We made the decision today to tell Doug’s mother Kate and step-father John about our IVF journey. They live about 90 minutes away so we only see them once or twice a month (if that). We all get along well, but we’re not close. The distance kills off any chance at closeness I think. We go and stay with them every few months, they live by the beach and it’s nice to be able to relax there especially in the summer time. But they rarely make the journey in the opposite direction to visit us which bugs my husband a little I think.

Doug has never been very close to his mother, but he has relied on her in the past to help and guide him when he’s been down (particularly before we got married) so it made sense that he wanted to tell her. He can see how much easier my life has been since letting my own mother in on the secret, so I guess he wanted the same for himself.

Telling my mother was simple and painless. We’re very close, talk every day, see each other several times a week (my parents only live 10 minutes down the road from us) and she knows me inside and out. So I didn’t have to put on any pretenses, I just told her straight. She was ecstatic that we’re trying to have a family, and also understanding. But because she is so close to me she feels free to say whatever she wants and never holds back. I’m constantly bombarded with “my friend’s sister’s daughter’s hairdresser has gone through 11 rounds of IVF and now she has triplets!” or “I’ve knitted you a baby blanket for when your baby comes!” and sometimes I get sick and tired of listening to it all.

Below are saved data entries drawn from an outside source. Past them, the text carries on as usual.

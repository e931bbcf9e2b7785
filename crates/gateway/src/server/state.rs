//! Shared state injected into the API tier's handlers and middleware.

use std::sync::Arc;

use common::ContextSource;

use crate::engine::Engine;

/// State shared by the API mount's handlers.
///
/// All fields are cheaply cloneable so axum can clone the state per request.
#[derive(Clone)]
pub struct ApiState {
    /// The started execution engine.
    pub engine: Arc<Engine>,
    /// Builds per-request execution contexts.
    pub context: Arc<dyn ContextSource>,
    /// Per-file upload ceiling in bytes.
    pub max_file_size: u64,
    /// JSON body limit in bytes.
    pub body_limit: u64,
}
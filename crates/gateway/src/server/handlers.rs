//! Request handlers for the API mount path.
//!
//! Accepts JSON POST bodies, decoded multipart requests (via the intake
//! middleware), and GET requests carrying a `query` parameter. Browser GETs
//! without a query receive the landing page when one is selected. Transport
//! failures are shaped as GraphQL error bodies so clients see one error
//! format everywhere.

use std::collections::HashMap;

use axum::body;
use axum::extract::{Query, Request, State};
use axum::http::request::Parts;
use axum::http::{header, Method, StatusCode};
use axum::response::{Html, IntoResponse, Response};
use axum::Json;
use serde_json::{json, Map, Value};
use tracing::debug;

use common::{GraphQLError, GraphQLRequest, GraphQLResponse};

use super::state::ApiState;
use super::uploads::DecodedOperations;

/// Shape a transport-level failure as a GraphQL error body.
pub(crate) fn graphql_error_response(
    status: StatusCode,
    code: &str,
    message: impl Into<String>,
) -> Response {
    let body = GraphQLResponse::from_error(GraphQLError::new(message).with_code(code));
    (status, Json(body)).into_response()
}

/// The single handler behind the API mount path.
pub async fn graphql(State(state): State<ApiState>, request: Request) -> Response {
    if request.method() == Method::GET {
        handle_get(state, request).await
    } else if request.method() == Method::POST {
        handle_post(state, request).await
    } else {
        graphql_error_response(
            StatusCode::METHOD_NOT_ALLOWED,
            "METHOD_NOT_ALLOWED",
            "only GET and POST are supported",
        )
    }
}

/// JSON fallback terminating the routing chain.
pub async fn not_found() -> impl IntoResponse {
    (
        StatusCode::NOT_FOUND,
        Json(json!({
            "code": "not_found",
            "message": "the requested resource does not exist",
        })),
    )
}

async fn handle_get(state: ApiState, request: Request) -> Response {
    let (parts, _body) = request.into_parts();
    let params = Query::<HashMap<String, String>>::try_from_uri(&parts.uri)
        .map(|Query(params)| params)
        .unwrap_or_default();

    if let Some(query) = params.get("query") {
        let mut gql = GraphQLRequest::new(query.clone());
        gql.operation_name = params.get("operationName").cloned();
        if let Some(variables) = params.get("variables") {
            match serde_json::from_str::<Map<String, Value>>(variables) {
                Ok(variables) => gql.variables = variables,
                Err(error) => {
                    return graphql_error_response(
                        StatusCode::BAD_REQUEST,
                        "BAD_REQUEST",
                        format!("variables is not valid JSON: {error}"),
                    )
                }
            }
        }
        return execute(state, parts, gql).await;
    }

    match state.engine.landing_page() {
        Some(page) => Html(page).into_response(),
        None => graphql_error_response(
            StatusCode::METHOD_NOT_ALLOWED,
            "METHOD_NOT_ALLOWED",
            "GET requests without a query are not supported",
        ),
    }
}

async fn handle_post(state: ApiState, request: Request) -> Response {
    let (mut parts, body) = request.into_parts();

    // The intake middleware replaces multipart bodies with decoded operations.
    if let Some(DecodedOperations(gql)) = parts.extensions.remove::<DecodedOperations>() {
        return execute(state, parts, gql).await;
    }

    if !is_json(&parts) {
        return graphql_error_response(
            StatusCode::UNSUPPORTED_MEDIA_TYPE,
            "UNSUPPORTED_MEDIA_TYPE",
            "expected application/json or multipart/form-data",
        );
    }

    let limit = state.body_limit as usize;
    let bytes = match body::to_bytes(body, limit).await {
        Ok(bytes) => bytes,
        Err(error) if is_length_limit(&error) => {
            return graphql_error_response(
                StatusCode::PAYLOAD_TOO_LARGE,
                "PAYLOAD_TOO_LARGE",
                format!("request body exceeds the {limit} byte limit"),
            )
        }
        Err(_) => {
            return graphql_error_response(
                StatusCode::BAD_REQUEST,
                "BAD_REQUEST",
                "failed to read request body",
            )
        }
    };

    let gql: GraphQLRequest = match serde_json::from_slice(&bytes) {
        Ok(gql) => gql,
        Err(error) => {
            return graphql_error_response(
                StatusCode::BAD_REQUEST,
                "BAD_REQUEST",
                format!("request body is not valid JSON: {error}"),
            )
        }
    };
    execute(state, parts, gql).await
}

async fn execute(state: ApiState, parts: Parts, request: GraphQLRequest) -> Response {
    debug!(
        operation = request.operation_name.as_deref().unwrap_or("<anonymous>"),
        uploads = request.uploads.len(),
        "executing operation"
    );
    let ctx = state.context.create(&parts).await;
    let response = state.engine.execute(request, ctx).await;
    Json(response).into_response()
}

fn is_json(parts: &Parts) -> bool {
    parts
        .headers
        .get(header::CONTENT_TYPE)
        .and_then(|value| value.to_str().ok())
        .map(|value| value.trim_start().to_ascii_lowercase().starts_with("application/json"))
        .unwrap_or(false)
}

fn is_length_limit(error: &axum::Error) -> bool {
    let mut source = std::error::Error::source(error);
    while let Some(inner) = source {
        if inner.is::<http_body_util::LengthLimitError>() {
            return true;
        }
        source = inner.source();
    }
    false
}
//! The static asset bridge.
//!
//! Mounts one read-only file route per `local` storage entry that carries a
//! serve route. Directory listing, index resolution and redirects are off,
//! and `Last-Modified` is stripped so no modification-time metadata leaks.
//! Routes tagged `file` force `application/octet-stream` on every response
//! regardless of extension, so stored uploads are never content-sniffed;
//! `image` routes keep the detected type.

use std::collections::HashMap;

use axum::http::{header, HeaderValue};
use axum::{http::Response, Router};
use tower::ServiceBuilder;
use tower_http::services::fs::ServeFileSystemResponseBody;
use tower_http::services::ServeDir;
use tracing::info;

use crate::config::{AssetKind, StorageConfig, StorageKind};

/// Build the asset tier router with one mount per served storage entry.
///
/// Entries are mounted in name order so startup logs and path resolution are
/// deterministic. Entries that are not `local` or have no serve route are
/// skipped.
pub fn router(storage: &HashMap<String, StorageConfig>) -> Router {
    let mut router = Router::new();

    let mut entries: Vec<_> = storage.iter().collect();
    entries.sort_by(|a, b| a.0.cmp(b.0));

    for (name, config) in entries {
        if config.kind != StorageKind::Local {
            continue;
        }
        let Some(route) = &config.serve else { continue };

        let kind = route.kind;
        let dir = ServeDir::new(&config.root).append_index_html_on_directories(false);
        let service = ServiceBuilder::new()
            .map_response(move |response: Response<ServeFileSystemResponseBody>| {
                shape_response(response, kind)
            })
            .service(dir);

        router = router.nest_service(&route.path, service);
        info!(storage = %name, path = %route.path, kind = ?kind, "static asset route mounted");
    }

    router
}

fn shape_response(
    mut response: Response<ServeFileSystemResponseBody>,
    kind: AssetKind,
) -> Response<ServeFileSystemResponseBody> {
    if !response.status().is_success() {
        return response;
    }
    response.headers_mut().remove(header::LAST_MODIFIED);
    if kind == AssetKind::File {
        response.headers_mut().insert(
            header::CONTENT_TYPE,
            HeaderValue::from_static("application/octet-stream"),
        );
    }
    response
}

Kate is very different to my mother. She is trained in psychology and works in education. She is measured where my mother is emotional, rational where my mother is irrational and much more likely to do proper research into our treatments, rather than just gain a shonky understanding through gossip with friends.

I was super nervous telling her, so I practiced my speech beforehand (lame I know!) and gathered heaps of pamphlets on our treatment from the clinic to give to her so that she could study them. Then we invited them down to our place for lunch (something I think we’ve only done once in the 3 years we’ve been living here) so I’m sure they thought something was up.

We were all sitting around the table, having had our lunch, when I started with “we have something to tell you guys” and I could see their faces light up so I quickly followed it with “and no I’m not about to tell you we’re pregnant.” I thought it was best to just nip that in the bud haha.

All in all I think it went really well. They were supportive, not flummoxed, and very collected about the whole thing. Kate said she was looking forward to going home and doing research on how to best maximise our chances to get pregnant. She said all the right things, was sorry for the ordeal we’ve been going through but not melodramatic like my mother sometimes can be.

I know I’ll be able to rely on Kate for support as well as Mum now and that makes me feel better. I know it was a weight off Doug’s shoulders to let her in on our secret and he definitely thinks we’ve made the right decision.

In other news, I’ve been off the ralovera for 24 hours now. Hopefully my period will start tomorrow! Maybe by mid-week we’ll be in the full swing of IVF! So exciting!